GE wykorzysta druk 3D do budowy nowego silnika
W nowych zakładach GE Aviation w Indianie powstanie pierwszy silnik odrzutowy samolotu pasażerskiego wyposażony w dysze wylotowe wykonane w technologii druku 3D. Do budowy silnika wykorzystane zostaną także materiały nowej generacji, w tym kompozyty z matrycą ceramiczną o wysokiej wytrzymałości na temperaturę oraz łopatki wentylatora z włókna węglowego formowane w trzech wymiarach jednocześnie. Dotychczas złożono na niego ponad 6000 zamówień w 20 krajach. Ich łączna wartość wynosi 78 miliardów dolarów (według cennika proponowanego w USA).
Mimo że silnik o nazwie LEAP wejdzie do eksploatacji najwcześniej w 2016 roku, to już dziś jest to najlepiej sprzedający się silnik GE Aviation.
Silnik LEAP buduje CFM International, joint venture GE i francuskiej Snecmy (Safran). W ramach partnerstwa zaprojektowano trzy wersje silnika. Otrzymają je wąskokadłubowe samoloty nowej generacji: Airbus A320neo, Boeing 737 MAX i COMAC C919. Boeing szacuje, że na przestrzeni kolejnych dwudziestu lat samoloty wąskokadłubowe stanowić będą 70% zamówień na samoloty komercyjne oraz 47% całkowitej wartości rynku.
Każdy silnik wyposażony jest w 19 dysz wylotowych wykonanych w technologii druku 3D, łopatki z materiałów kompozytowych z włókna węglowego czwartej generacji oraz części wyprodukowane z kompozytów z matrycą ceramiczną.
Dysze wylotowe wykonane w technologii druku 3D są pięć razy bardziej wytrzymałe niż dotychczasowe dysze. Dzięki zastosowanemu rozwiązaniu uproszczono projekt zmniejszając liczbę spawów i lutowin z 25 do zaledwie pięciu.

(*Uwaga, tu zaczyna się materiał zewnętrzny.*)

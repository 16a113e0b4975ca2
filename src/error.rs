use std::fmt;

#[derive(Debug)]
pub enum ProductionError {
    MissingAsset(String),
    Decode(String),
    OrderNotFound(String),
    NoCards(String),
    Card {
        index: usize,
        source: Box<ProductionError>,
    },
    AlreadyRunning(String),
    InvalidConfiguration(String),
    Layout(String),
    Pdf(String),
    Svg(String),
    Json(serde_json::Error),
    Io(std::io::Error),
}

impl ProductionError {
    pub fn card(index: usize, source: ProductionError) -> Self {
        ProductionError::Card {
            index,
            source: Box::new(source),
        }
    }

    /// Innermost error, skipping card wrappers.
    pub fn root_cause(&self) -> &ProductionError {
        match self {
            ProductionError::Card { source, .. } => source.root_cause(),
            other => other,
        }
    }
}

impl fmt::Display for ProductionError {
    fn fmt(&self, f: &mut fmt::Formatter<'_>) -> fmt::Result {
        match self {
            ProductionError::MissingAsset(message) => write!(f, "missing asset: {}", message),
            ProductionError::Decode(message) => write!(f, "image decode failed: {}", message),
            ProductionError::OrderNotFound(order_id) => {
                write!(f, "order not found: {}", order_id)
            }
            ProductionError::NoCards(order_id) => {
                write!(f, "order {} has no cards to produce", order_id)
            }
            ProductionError::Card { index, source } => write!(f, "card {}: {}", index, source),
            ProductionError::AlreadyRunning(order_id) => {
                write!(f, "production already running for order {}", order_id)
            }
            ProductionError::InvalidConfiguration(message) => {
                write!(f, "invalid configuration: {}", message)
            }
            ProductionError::Layout(message) => write!(f, "layout error: {}", message),
            ProductionError::Pdf(message) => write!(f, "pdf error: {}", message),
            ProductionError::Svg(message) => write!(f, "svg error: {}", message),
            ProductionError::Json(err) => write!(f, "json error: {}", err),
            ProductionError::Io(err) => write!(f, "io error: {}", err),
        }
    }
}

impl std::error::Error for ProductionError {
    fn source(&self) -> Option<&(dyn std::error::Error + 'static)> {
        match self {
            ProductionError::Card { source, .. } => Some(source.as_ref()),
            ProductionError::Json(err) => Some(err),
            ProductionError::Io(err) => Some(err),
            _ => None,
        }
    }
}

impl From<std::io::Error> for ProductionError {
    fn from(value: std::io::Error) -> Self {
        ProductionError::Io(value)
    }
}

impl From<serde_json::Error> for ProductionError {
    fn from(value: serde_json::Error) -> Self {
        ProductionError::Json(value)
    }
}

impl From<image::ImageError> for ProductionError {
    fn from(value: image::ImageError) -> Self {
        ProductionError::Decode(value.to_string())
    }
}

/// Recoverable geometry conditions. Logged and carried alongside results,
/// never propagated as errors.
#[derive(Debug, Clone, PartialEq, Eq)]
pub enum GeometryWarning {
    EmptyGeometry { layer: String },
    InvalidPolygonRepair { detail: String },
    CollapsedSpacerShape { polygon: usize },
    NestedIsland { depth: usize, promoted: bool },
}

impl fmt::Display for GeometryWarning {
    fn fmt(&self, f: &mut fmt::Formatter<'_>) -> fmt::Result {
        match self {
            GeometryWarning::EmptyGeometry { layer } => {
                write!(f, "no contours found for {}", layer)
            }
            GeometryWarning::InvalidPolygonRepair { detail } => {
                write!(f, "dropped invalid ring after repair: {}", detail)
            }
            GeometryWarning::CollapsedSpacerShape { polygon } => {
                write!(f, "spacer inset collapsed polygon {} to empty", polygon)
            }
            GeometryWarning::NestedIsland { depth, promoted } => {
                if *promoted {
                    write!(f, "island at depth {} promoted to exterior", depth)
                } else {
                    write!(f, "island at depth {} skipped", depth)
                }
            }
        }
    }
}

#[cfg(test)]
mod tests {
    use super::*;

    #[test]
    fn card_errors_keep_root_cause() {
        let err = ProductionError::card(2, ProductionError::MissingAsset("hero".into()));
        assert_eq!(err.to_string(), "card 2: missing asset: hero");
        assert!(matches!(err.root_cause(), ProductionError::MissingAsset(_)));
    }

    #[test]
    fn order_level_errors_read_differently() {
        let missing = ProductionError::OrderNotFound("abc".into()).to_string();
        let empty = ProductionError::NoCards("abc".into()).to_string();
        assert_ne!(missing, empty);
        assert!(empty.contains("no cards"));
    }
}
#[derive(Debug, Clone, Copy, PartialEq, Eq)]
pub enum Variant {
    Traced,
    Cut,
    Spacer,
}

impl Variant {
    pub fn as_str(&self) -> &'static str {
        match self {
            Variant::Traced => "traced",
            Variant::Cut => "cut",
            Variant::Spacer => "spacer",
        }
    }
}

/// All polygons for one layer, tagged by variant.
#[derive(Debug, Clone, PartialEq, Eq)]
pub struct GeometrySet {
    variant: Variant,
    polygons: Vec<Polygon>,
}

impl GeometrySet {
    pub fn new(variant: Variant, polygons: Vec<Polygon>) -> Self {
        Self { variant, polygons }
    }

    pub fn empty(variant: Variant) -> Self {
        Self::new(variant, Vec::new())
    }

    pub fn variant(&self) -> Variant {
        self.variant
    }

    pub fn polygons(&self) -> &[Polygon] {
        &self.polygons
    }

    pub fn is_empty(&self) -> bool {
        self.polygons.is_empty()
    }

    pub fn ring_count(&self) -> usize {
        self.polygons.iter().map(|p| 1 + p.holes().len()).sum()
    }
}

#[derive(Debug, Clone)]
pub struct ProcessedGeometry {
    pub cut: GeometrySet,
    pub spacer: GeometrySet,
    pub warnings: Vec<GeometryWarning>,
}

/// Turns traced layer geometry into the cut and spacer variants.
#[derive(Debug, Clone)]
pub struct GeometryProcessor {
    width: u32,
    height: u32,
    trim_inset: u32,
    spacer_inset: u32,
    tolerance: u32,
    tracer: ContourTracer,
}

Części wykonane z kompozytów z matrycą ceramiczną pozwolą zmniejszyć wagę konstrukcji oraz zwiększyć jej wytrzymałość na wysokie temperatury. Są one o dwie trzecie lżejsze niż części wykonane z metalu i wytrzymują temperatury o 20% wyższe niż ich metalowe odpowiedniki. Dzięki temu są w stanie funkcjonować w środowisku, w którym większość stopów zawodzi.
„Kiedy pomyślimy o całości konstrukcji, wówczas wpływ na wagę silnika mają nie tylko części z kompozytów ważące trzy razy mniej niż dotychczas”, mówi Michael Kauffman z działu produkcji GE Aviation. „Żeby unieść nowe lekkie łopatki, dysk turbiny wykonany ze stopu niklowego wcale nie musi być już taki ciężki, w dodatku można odchudzić łożyska i inne części dzięki zmniejszonej sile odśrodkowej. Fizyka działa w tym wypadku na naszą korzyść”.
W stosunku do identycznej konstrukcji, która wykonana byłaby z tradycyjnych materiałów, nowe technologie pozwoliły projektantom zmniejszyć wagę silnika o setki kilogramów, poszerzyć zakres temperatur, w których może pracować, a także podnieść jego sprawność. „Staramy się maksymalnie wykorzystać potencjał, jaki drzemie w materiałach nowej generacji. Pozwoli nam to zmniejszyć wagę silników, które będą zdolne pracować w wyższych temperaturach i zmniejszonym zapotrzebowaniu na chłodzenie” - mówi Kauffman. „W konsekwencji samoloty będą bardziej wydajne i tańsze w eksploatacji”.
Prace nad budową i certyfikacją pierwszego silnika LEAP weszły już w zaawansowaną fazę. Konstrukcja poddawana jest próbom w ośrodkach GE i Snecmy w Ohio, we Francji, a ostatnio także w Kanadzie.
Próby mają na celu sprawdzenie poszczególnych układów silnika oraz jego funkcjonalność. W trakcie prób naziemnych i lotów doświadczalnych silnik zostanie rozłożony i ponownie złożony 60 razy, w międzyczasie będzie też mógł być uzupełniany o kolejne części. Do 2016 roku silnik przejdzie próby odpowiadające 15 latom eksploatacji.
GE inwestuje rocznie miliard dolarów w badania i rozwój napędów odrzutowych. Dzięki temu naukowcy z GE Global Research od dwudziestu lat mogą testować najnowocześniejsze rozwiązania, które zastosowano przy budowie silnika LEAP, w tym kompozyty z matrycą ceramiczną, druk 3D i nowoczesne układy sterowania.